I have tested py50 and fixed the bugs previously found, while also adding some, hopefully, quality of life enhancements. Teh quality of life enhancements are mostly for me, as I have refactored a lot of the code to make future maintenance easier. I can reduce the code further, but for now, I like what I have. For the user, the quality of life enhancements are more prevalent with the py50 Streamlit Web Application (link here) and include things like grammar, UI consistency, and information to inform the user of what units the data is in or the type of calculations made. These updates, while important for user experience, are more involved and should be rolling out at the end of the month.

In contrast, the py50 python module is good to go and I am ready to introduce them. This post is adapted from the Quickstart Tutorial, only with a little more of my personal flair - A lot more fun for me to write, but (hopefully) not annoying for readers.
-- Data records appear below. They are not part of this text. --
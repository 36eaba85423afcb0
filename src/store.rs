//! Vector store backends.
//!
//! Rows are append-only: each ingestion run inserts new
//! `(content, embedding, metadata)` rows and never updates old ones.
//!
//! - [`SupabaseStore`] posts rows to a Supabase (PostgREST) table.
//! - [`SqliteStore`] writes rows into a local SQLite table created by
//!   `kb-ingest init`, with embeddings encoded as little-endian `f32` BLOBs.

use anyhow::{anyhow, bail, Context, Result};
use async_trait::async_trait;
use sqlx::SqlitePool;
use std::time::Duration;
use uuid::Uuid;

use crate::config::{Config, StoreConfig};
use crate::db;
use crate::embedding::vec_to_blob;
use crate::models::KnowledgeRow;

/// Destination for embedded chunks.
#[async_trait]
pub trait VectorStore: Send + Sync {
    /// Backend name for log output.
    fn name(&self) -> &str;

    /// Append `rows`, returning how many were written. Either all rows are
    /// written or an error is returned.
    async fn insert(&self, rows: &[KnowledgeRow]) -> Result<usize>;
}

/// Open the backend named by `config.store.backend`.
pub async fn open_store(config: &Config) -> Result<Box<dyn VectorStore>> {
    match config.store.backend.as_str() {
        "supabase" => Ok(Box::new(SupabaseStore::from_env(
            &config.store,
            Duration::from_secs(config.fetch.timeout_secs),
        )?)),
        "sqlite" => Ok(Box::new(SqliteStore::open(&config.store).await?)),
        other => bail!("Unknown store backend: {}", other),
    }
}

// ============ Supabase ============

pub struct SupabaseStore {
    client: reqwest::Client,
    endpoint: String,
    api_key: String,
}

impl SupabaseStore {
    pub fn new(base_url: &str, api_key: String, table: &str, timeout: Duration) -> Result<Self> {
        if api_key.trim().is_empty() {
            bail!("Supabase API key is empty");
        }
        let client = reqwest::Client::builder().timeout(timeout).build()?;
        Ok(Self {
            client,
            endpoint: format!("{}/rest/v1/{}", base_url.trim_end_matches('/'), table),
            api_key,
        })
    }

    /// Build from config, reading `SUPABASE_URL` (unless `store.url` is set)
    /// and `SUPABASE_KEY` from the environment.
    pub fn from_env(config: &StoreConfig, timeout: Duration) -> Result<Self> {
        let url = match &config.url {
            Some(url) => url.clone(),
            None => std::env::var("SUPABASE_URL")
                .map_err(|_| anyhow!("SUPABASE_URL environment variable not set"))?,
        };
        let key = std::env::var("SUPABASE_KEY")
            .map_err(|_| anyhow!("SUPABASE_KEY environment variable not set"))?;
        Self::new(&url, key, &config.table, timeout)
    }
}

#[async_trait]
impl VectorStore for SupabaseStore {
    fn name(&self) -> &str {
        "supabase"
    }

    async fn insert(&self, rows: &[KnowledgeRow]) -> Result<usize> {
        if rows.is_empty() {
            return Ok(0);
        }

        let response = self
            .client
            .post(&self.endpoint)
            .header("apikey", &self.api_key)
            .header("Authorization", format!("Bearer {}", self.api_key))
            .header("Prefer", "return=minimal")
            .json(rows)
            .send()
            .await
            .context("Supabase insert request failed")?;

        let status = response.status();
        if !status.is_success() {
            let body = response.text().await.unwrap_or_default();
            bail!("Supabase insert failed {}: {}", status, body);
        }

        Ok(rows.len())
    }
}

// ============ SQLite ============

pub struct SqliteStore {
    pool: SqlitePool,
    table: String,
}

impl SqliteStore {
    pub async fn open(config: &StoreConfig) -> Result<Self> {
        let pool = db::connect(config).await?;
        Ok(Self::new(pool, &config.table))
    }

    pub fn new(pool: SqlitePool, table: &str) -> Self {
        Self {
            pool,
            table: table.to_string(),
        }
    }

    pub async fn count(&self) -> Result<i64> {
        let n: i64 = sqlx::query_scalar(&format!("SELECT COUNT(*) FROM {}", self.table))
            .fetch_one(&self.pool)
            .await?;
        Ok(n)
    }
}

#[async_trait]
impl VectorStore for SqliteStore {
    fn name(&self) -> &str {
        "sqlite"
    }

    async fn insert(&self, rows: &[KnowledgeRow]) -> Result<usize> {
        if rows.is_empty() {
            return Ok(0);
        }

        let sql = format!(
            "INSERT INTO {} (id, content, embedding, dims, metadata_json, created_at) \
             VALUES (?, ?, ?, ?, ?, ?)",
            self.table
        );
        let now = chrono::Utc::now().timestamp();

        let mut tx = self.pool.begin().await?;
        for row in rows {
            sqlx::query(&sql)
                .bind(Uuid::new_v4().to_string())
                .bind(&row.content)
                .bind(vec_to_blob(&row.embedding))
                .bind(row.embedding.len() as i64)
                .bind(row.metadata.to_string())
                .bind(now)
                .execute(&mut *tx)
                .await
                .with_context(|| format!("Failed to insert into {}", self.table))?;
        }
        tx.commit().await?;

        Ok(rows.len())
    }
}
Here I will introduce (as of this writing) py50 v0.3.2.

How does py50 work?

There are software available to calculate IC50. GraphPad is a popular choice. There is also an online IC50 Calculator by AAT Bioquest. These can be great choices, but not particularly ones that fit users who want to automate everything through code.

That is where py50 comes in. py50 can work directly with a pandas DataFrame. This makes it easy to quickly modify the data into a favorable format by the user before graphing. Currently, there are three submodules associated with py50. Here we will import all of them.

import pandas as pd
from py50.calculator import Calculator
from py50.plotcurve import PlotCurve
from py50.plot_settings import CBMARKERS, CBPALETTE

Calculate Relative and Absolute IC50

First we will calculate Relative and Absolute IC50. A future post will dive deeper into the differences between the two. For now, we are concerned with calculating them. py50 uses the Four Paramater Logistic (4PL) Regression algorithm to calculate the IC50: \[Y = \text{Min} + \frac{\text{Max} - \text{Min}}{1 + \left(\frac{X}{\text{IC50}}\right)^{\text{Hill coefficient}}}\] where min is the minimum response value, max is the maximum response value, Y is the response values of the curves, and X is the concentration.

# Read in dataset
example = pd.read_csv('datasets/py50/single_example.csv')
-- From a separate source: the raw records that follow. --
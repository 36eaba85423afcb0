//! Brave Search connector.
//!
//! Queries the Brave web search API and flattens the results into text,
//! one paragraph per result, so the chunker can split on result
//! boundaries. Each paragraph ends with a `Source: <url>` line so the
//! embedded text keeps its attribution. Requires `BRAVE_API_KEY`.

use anyhow::{bail, Context, Result};
use scraper::Html;
use serde::Deserialize;
use std::time::Duration;

use crate::config::BraveConfig;
use crate::models::{Document, DocumentMetadata, Origin};

#[derive(Debug, Deserialize)]
struct SearchResponse {
    #[serde(default)]
    web: Option<WebResults>,
}

#[derive(Debug, Deserialize)]
struct WebResults {
    #[serde(default)]
    results: Vec<SearchResult>,
}

/// One web result as returned by the API.
#[derive(Debug, Clone, Deserialize, PartialEq)]
pub struct SearchResult {
    #[serde(default)]
    pub title: String,
    #[serde(default)]
    pub url: String,
    #[serde(default)]
    pub description: String,
    #[serde(default)]
    pub extra_snippets: Vec<String>,
}

/// Run `query` against Brave Search and return the combined result text.
pub async fn search_brave(
    config: &BraveConfig,
    timeout: Duration,
    api_key: &str,
    query: &str,
    tag: Option<String>,
) -> Result<Document> {
    tracing::info!(query, "searching brave");
    let results = fetch_results(config, timeout, api_key, query).await?;
    tracing::info!(count = results.len(), "processing search results");

    Ok(Document {
        content: results_to_text(&results),
        metadata: DocumentMetadata::new(
            Origin::Brave {
                query: query.to_string(),
            },
            tag,
        ),
    })
}

async fn fetch_results(
    config: &BraveConfig,
    timeout: Duration,
    api_key: &str,
    query: &str,
) -> Result<Vec<SearchResult>> {
    let client = reqwest::Client::builder()
        .timeout(timeout)
        .build()?;

    let count = config.count.to_string();
    let response = client
        .get(&config.endpoint)
        .query(&[("q", query), ("count", count.as_str())])
        .header("Accept", "application/json")
        .header("X-Subscription-Token", api_key)
        .send()
        .await
        .context("Brave search request failed")?;

    let status = response.status();
    if !status.is_success() {
        let body = response.text().await.unwrap_or_default();
        bail!("Brave API error {}: {}", status, body);
    }

    let body: SearchResponse = response
        .json()
        .await
        .context("Invalid Brave search response")?;
    Ok(body.web.map(|w| w.results).unwrap_or_default())
}

/// Flatten results into blank-line separated paragraphs.
///
/// Brave highlights matches with inline tags (`<strong>`), which are
/// stripped here.
pub fn results_to_text(results: &[SearchResult]) -> String {
    results
        .iter()
        .filter_map(|r| {
            let mut lines = Vec::new();
            for field in [&r.title, &r.description] {
                let text = strip_tags(field);
                if !text.is_empty() {
                    lines.push(text);
                }
            }
            let snippets: Vec<String> = r
                .extra_snippets
                .iter()
                .map(|s| strip_tags(s))
                .filter(|s| !s.is_empty())
                .collect();
            if !snippets.is_empty() {
                lines.push(snippets.join(" "));
            }
            if lines.is_empty() {
                return None;
            }
            if !r.url.is_empty() {
                lines.push(format!("Source: {}", r.url));
            }
            Some(lines.join("\n"))
        })
        .collect::<Vec<_>>()
        .join("\n\n")
}

fn strip_tags(fragment: &str) -> String {
    let html = Html::parse_fragment(fragment);
    let text: String = html.root_element().text().collect();
    text.split_whitespace().collect::<Vec<_>>().join(" ")
}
calc_data = Calculator(example) # Instantiate dataframe into the Calculator class 
calc_data.show().head()
Compound Name Compound Conc % Inhibition 1 % Inhibition 2 % Inhibition Avg
0 Drug 1 100000.0 90 94 92
1 Drug 1 33300.0 97 89 93
2 Drug 1 11100.0 86 89 88
3 Drug 1 3700.0 81 88 84
4 Drug 1 1240.0 63 70 67

Once we have the data loaded, the calculations can be performed. If only relative IC50 is needed, users cna call the calc_data.calculate_ic50() function instead. Both functions work the same and need three columns to function properly - name of the column, concentration column, and the response column.

calculation = calc_data.calculate_absolute_ic50(name_col='Compound Name', concentration_col='Compound Conc', response_col='% Inhibition Avg')
calculation
compound_name maximum minimum relative ic50 (nM) absolute ic50 (nM) hill_slope
0 Drug 1 92.854428 -7.640263 439.823988 584.734114 1.040875

If IC50 is not your cup of tea, you can quickly scale the values into pIC50 values. This is done using the calculate_pic50() function. This will calculate absolute IC50, but will append two additional columns for the relative pIC50 and absolute pIC50, respectively.
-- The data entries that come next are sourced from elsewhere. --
//! Web page connector.
//!
//! Fetches a URL and reduces the HTML to plain text: `script`, `style`
//! and `noscript` subtrees are dropped and all whitespace runs collapse to
//! a single space.

use anyhow::{Context, Result};
use scraper::{ElementRef, Html, Node, Selector};
use std::time::Duration;

use crate::models::{Document, DocumentMetadata, Origin};

const SKIPPED_TAGS: &[&str] = &["script", "style", "noscript", "template"];
const BLOCK_TAGS: &[&str] = &[
    "p", "div", "li", "br", "tr", "td", "th", "h1", "h2", "h3", "h4", "h5", "h6", "section",
    "article", "header", "footer", "blockquote", "pre",
];

/// Fetch `url` and extract its visible text.
pub async fn fetch_url(url: &str, timeout: Duration, tag: Option<String>) -> Result<Document> {
    tracing::info!(url, "fetching url");
    let client = reqwest::Client::builder()
        .timeout(timeout)
        .user_agent(concat!("kb-ingest/", env!("CARGO_PKG_VERSION")))
        .build()?;

    let html = client
        .get(url)
        .send()
        .await
        .with_context(|| format!("Failed to fetch {}", url))?
        .error_for_status()
        .with_context(|| format!("Failed to fetch {}", url))?
        .text()
        .await?;

    Ok(Document {
        content: html_to_text(&html),
        metadata: DocumentMetadata::new(
            Origin::Url {
                url: url.to_string(),
            },
            tag,
        ),
    })
}

/// Visible text of an HTML document's `<body>`, whitespace-collapsed.
pub fn html_to_text(html: &str) -> String {
    let document = Html::parse_document(html);
    let root = match Selector::parse("body") {
        Ok(body) => document
            .select(&body)
            .next()
            .unwrap_or_else(|| document.root_element()),
        Err(_) => document.root_element(),
    };

    let mut raw = String::new();
    collect_text(root, &mut raw);
    raw.split_whitespace().collect::<Vec<_>>().join(" ")
}

fn collect_text(element: ElementRef<'_>, out: &mut String) {
    for child in element.children() {
        match child.value() {
            Node::Text(text) => out.push_str(&text.text),
            Node::Element(el) => {
                let name = el.name();
                if SKIPPED_TAGS.contains(&name) {
                    continue;
                }
                if let Some(child_el) = ElementRef::wrap(child) {
                    collect_text(child_el, out);
                }
                if BLOCK_TAGS.contains(&name) {
                    out.push(' ');
                }
            }
            _ => {}
        }
    }
}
calculation = calc_data.calculate_pic50(name_col='Compound Name', concentration_col='Compound Conc', response_col='% Inhibition Avg')
calculation
compound_name maximum minimum relative ic50 (nM) absolute ic50 (nM) hill_slope relative pIC50 absolute pIC50
0 Drug 1 92.854428 -7.640263 439.823988 584.734114 1.040875 6.356721 6.233042

Single Curve

Okay, so the calculations are all well and good, but what if I want to have my data represented a graph? Godo news! py50 is able to handle this with ease. There are three different types of plots that can be generated. Here we will start with the classic single dose-response curve.

This can be done by using hte single_curve_plot() function. As for the parameters, I personally prefer lots of options. I like to be able to tweak my images to my liking. It is my goal to give these same options to other users. All three types of plots have a lot of arguments, which while daunting, I think can generate a figure that really fits the user’s personality and use case. These can be found in the documentation page here.

single = pd.read_csv('datasets/py50/single_example.csv')
plot_data = PlotCurve(single)

figure = plot_data.single_curve_plot(concentration_col='Compound Conc',
                                     response_col='% Inhibition Avg',
                                     plot_title='Default Plot Single Example (Positive)',
                                     drug_name='Drug 1',
                                     xlabel='Logarithmic Concentration (nM)',
                                     ylabel='Inhibition %',
                                     legend=True,
                                     # Sometimes the legend needs to be manually adjusted and can be with the legend_loc argument
                                     legend_loc='lower right')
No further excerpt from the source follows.